The pricing is not too different, we are getting slightly screwed over more than you as we are in England. It looks cheap until you put it on 150 servers and 1500 workstations, then it isn't so cheap. I could hire a full time programmer and a low level tech for that amount per month.

Trinitrotoluene
Dec 25, 2004

Maniaman posted:

How do you have your service agreements structured if you don't mind telling?

Company pays per device. Laptops are slightly more expensive than workstations. Servers approximately 3 x a workstation cost. This gets a client unlimited remote support, free onsite visits and proactive/reactive maintenance limited to OS, Windows critical server services AD/DNS/Backups/File sharing/updates/security etc.

Trinitrotoluene
Dec 25, 2004

St0rmD posted:

You could, and in 5 years you might have a web site that does half of what a GFI or Continuum (formerly Zenith Infotech) does, half as well, with less support. Instead of thinking "I could get a full-time programmer and a cheap tech for this", think "I'm getting a whole team of programmers who have already built the application and are in support mode, and a whole NOC staff for this"

Also, why aren't you just factoring the cost of your monitoring platform into your pricing and passing it along to the client the way every other MSP does?

I see where you are coming from but I don't quite agree. The reason I am not doing it is because I wasn't there from Day 1, otherwise you can be damned sure it would be factored in. We already have monitoring for servers, it's just not as versatile or in depth as I'd like. The thing with GFI is it is ridiculously difficult to customise and in some cases a rip off $1 a month to ping a server? That's $1200 a year just do a ping.

I also have to factor what I need out of a program like GFI. I am sure a lot of the functionality would be redundant, I don't see any reason to monitor workstations that are none business critical.

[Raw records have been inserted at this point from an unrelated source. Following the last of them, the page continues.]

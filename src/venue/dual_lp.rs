//! Liquidity pair entered and exited with both of its tokens

use alloy::primitives::{Address, U256};

use super::{refund, removal_minimums, zap_in, HookContext, PositionVenue};
use crate::chain::{Chain, FungibleLedger};
use crate::engine::Topology;
use crate::error::{VaultError, VaultResult};
use crate::math::{apply_slippage, sub};
use crate::types::{Inflow, PairReserves, Payout};

/// Holds pair LP tokens and accounts in LP units.
///
/// Depositors supply both tokens in the amounts backing the requested LP;
/// withdrawals hand back both tokens. Compounded rewards enter through
/// `token0`.
#[derive(Debug, Clone, PartialEq, Eq)]
pub struct DualAssetLp {
    pub pair: Address,
    pub token0: Address,
    pub token1: Address,
}

impl DualAssetLp {
    pub fn new(chain: &Chain, pair: Address) -> VaultResult<Self> {
        let reserves = chain.pair_reserves(pair)?;
        Ok(Self {
            pair,
            token0: reserves.token0,
            token1: reserves.token1,
        })
    }
}

impl PositionVenue for DualAssetLp {
    fn topology(&self) -> Topology {
        Topology::DualAssetLp
    }

    fn asset(&self) -> Address {
        self.pair
    }

    fn position_token(&self) -> Address {
        self.pair
    }

    fn compounding_token(&self) -> Address {
        self.token0
    }

    fn pool_reserves(&self, chain: &Chain) -> VaultResult<Option<PairReserves>> {
        chain.pair_reserves(self.pair).map(Some)
    }

    fn max_deposit(&self, chain: &Chain) -> VaultResult<U256> {
        let reserves = chain.pair_reserves(self.pair)?;
        if reserves.reserve0.is_zero() || reserves.reserve1.is_zero() {
            return Ok(U256::ZERO);
        }
        Ok(U256::MAX)
    }

    fn pull(&self, chain: &mut Chain, vault: Address, from: Address, inflow: Inflow) -> VaultResult<()> {
        match inflow {
            Inflow::Pair { amount0, amount1 } => {
                chain.transfer_from(self.token0, vault, from, vault, amount0)?;
                chain.transfer_from(self.token1, vault, from, vault, amount1)
            }
            Inflow::Single(_) => Err(VaultError::InvalidParameter(
                "dual-asset deposits take both pair tokens",
            )),
        }
    }

    fn on_deposit(&self, chain: &mut Chain, ctx: HookContext, inflow: Inflow) -> VaultResult<U256> {
        match inflow {
            Inflow::Pair { amount0, amount1 } => {
                let (used0, used1, liquidity) = chain.add_liquidity(
                    ctx.vault,
                    self.pair,
                    amount0,
                    amount1,
                    apply_slippage(amount0, ctx.slippage_bps)?,
                    apply_slippage(amount1, ctx.slippage_bps)?,
                )?;
                refund(chain, ctx, self.token0, sub(amount0, used0)?)?;
                refund(chain, ctx, self.token1, sub(amount1, used1)?)?;
                Ok(liquidity)
            }
            // Harvest proceeds arrive as token0 only
            Inflow::Single(amount) => {
                let outcome =
                    zap_in(chain, ctx.vault, self.pair, self.token0, amount, ctx.slippage_bps)?;
                refund(chain, ctx, self.token0, outcome.leftover_in)?;
                refund(chain, ctx, self.token1, outcome.leftover_out)?;
                Ok(outcome.liquidity)
            }
        }
    }

    fn on_withdraw(&self, chain: &mut Chain, ctx: HookContext, units: U256) -> VaultResult<Payout> {
        let reserves = chain.pair_reserves(self.pair)?;
        let (min0, min1) = removal_minimums(&reserves, units, ctx.slippage_bps)?;
        let (amount0, amount1) = chain.remove_liquidity(ctx.vault, self.pair, units, min0, min1)?;
        Ok(Payout::Pair {
            token0: self.token0,
            amount0,
            token1: self.token1,
            amount1,
        })
    }
}

#[cfg(test)]
mod tests {
    use super::*;

    fn u(value: u64) -> U256 {
        U256::from(value)
    }

    fn setup() -> (Chain, DualAssetLp, HookContext) {
        let mut chain = Chain::default();
        let dai = chain.deploy_token("DAI", 18);
        let usdc = chain.deploy_token("USDC", 18);
        let pair = chain.deploy_pair(dai, usdc).unwrap();
        chain.seed_pair(pair, u(1_000_000), u(1_000_000)).unwrap();

        let venue = DualAssetLp::new(&chain, pair).unwrap();
        let vault = chain.new_address();
        let user = chain.new_address();
        let ctx = HookContext {
            vault,
            depositor: user,
            slippage_bps: 50,
        };
        (chain, venue, ctx)
    }

    #[test]
    fn test_pair_deposit_refunds_excess() {
        let (mut chain, venue, ctx) = setup();
        chain.mint(venue.token0, ctx.vault, u(100)).unwrap();
        chain.mint(venue.token1, ctx.vault, u(100)).unwrap();

        let lp = venue
            .on_deposit(
                &mut chain,
                ctx,
                Inflow::Pair {
                    amount0: u(100),
                    amount1: u(100),
                },
            )
            .unwrap();
        assert_eq!(lp, u(100));
        assert_eq!(chain.balance_of(venue.pair, ctx.vault).unwrap(), u(100));
        assert_eq!(chain.balance_of(venue.token0, ctx.depositor).unwrap(), U256::ZERO);
    }

    #[test]
    fn test_slippage_bound_on_skewed_amounts() {
        let (mut chain, venue, ctx) = setup();
        chain.mint(venue.token0, ctx.vault, u(100)).unwrap();
        chain.mint(venue.token1, ctx.vault, u(200)).unwrap();

        // 100/200 against a 1:1 pool leaves token1 at half its desired amount
        assert!(matches!(
            venue.on_deposit(
                &mut chain,
                ctx,
                Inflow::Pair {
                    amount0: u(100),
                    amount1: u(200),
                },
            ),
            Err(VaultError::SlippageViolation { .. })
        ));
    }

    #[test]
    fn test_withdraw_pays_both_tokens() {
        let (mut chain, venue, ctx) = setup();
        chain.mint(venue.token0, ctx.vault, u(1_000)).unwrap();
        chain.mint(venue.token1, ctx.vault, u(1_000)).unwrap();
        venue
            .on_deposit(
                &mut chain,
                ctx,
                Inflow::Pair {
                    amount0: u(1_000),
                    amount1: u(1_000),
                },
            )
            .unwrap();

        let payout = venue.on_withdraw(&mut chain, ctx, u(500)).unwrap();
        assert_eq!(
            payout,
            Payout::Pair {
                token0: venue.token0,
                amount0: u(500),
                token1: venue.token1,
                amount1: u(500),
            }
        );
    }
}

If you set the server up correctly you hardly have to touch them.

I'm not a master programmer, infact I am mostly a nublet but if I had 6 months and a solid understanding of .NET I genuinely think I could replicate the functionality that I roughly have at the moment, which is why I was after something more polished.

As a MSP I have never been impressed buying everything modularised, £1 here for this, £2.50 for this, it starts to become expensive very fast.

Trinitrotoluene
Dec 25, 2004

mindphlux posted:

granted, to your point StormD, I think GFI is cheap, and it shouldn't matter how many servers and workstations you put it on, so long as you're charging per workstation per month. With my pricing model and the numbers trinitrotoluene provided, I'd be taking in about $130-165,000/mo, with GFI costing me $3600-4750/mo. I mean hell, hire the programmer and low level tech, and keep GFI too, with those profit margins!

I can't emphasise this enough. The client does not, for the most part care about what the costs are for their monthly figure, they have an amount in mind and if you want to win that work you have to come closer than anyone else bidding for it. Infact, in my experience clients don't really care about the technical stuff. What they do want:

1) Immediately answered phone calls with an engineer who can sort out their issue immediately on the other side
2) Engineers that see a problem through and ensure they are happy
3) Quick response on anything

Sort those out and they will never leave.

Be interested to chat about what you charge your clients exactly Mindphlux but like you I am not putting our rates on a public forum. I will add you to Google Talk sometime later on this week!

Trinitrotoluene fucked around with this message at 21:05 on Feb 15, 2012

Trinitrotoluene
Dec 25, 2004

I'm not sure how GFI does patch management but we use WSUS. One upstream server with groups setup for every client. We have test groups identified and setup for each client for each set of hotfixes. I can rollout an emergency fix across all my clients with a few clicks.

Trinitrotoluene
Dec 25, 2004

mindphlux posted:

yeah, I mean - by all means it's admirable that you've put together a set of tools, but my head hurts thinking about trying to use teamviewer without GFI's tools. I hate teamviewer enough as it is!

I'm guessing this is a single company's IT department, and not a MSP you work for? because I think my head would just explode if you're a MSP.

We use teamviewer as an MSP and it works fantastically well. We have literally one click access to all users; from knowing just their name I can have one click access to their PC in under 5 seconds.

Trinitrotoluene
Dec 25, 2004

What's the pricing like on continuum? Any rough guide?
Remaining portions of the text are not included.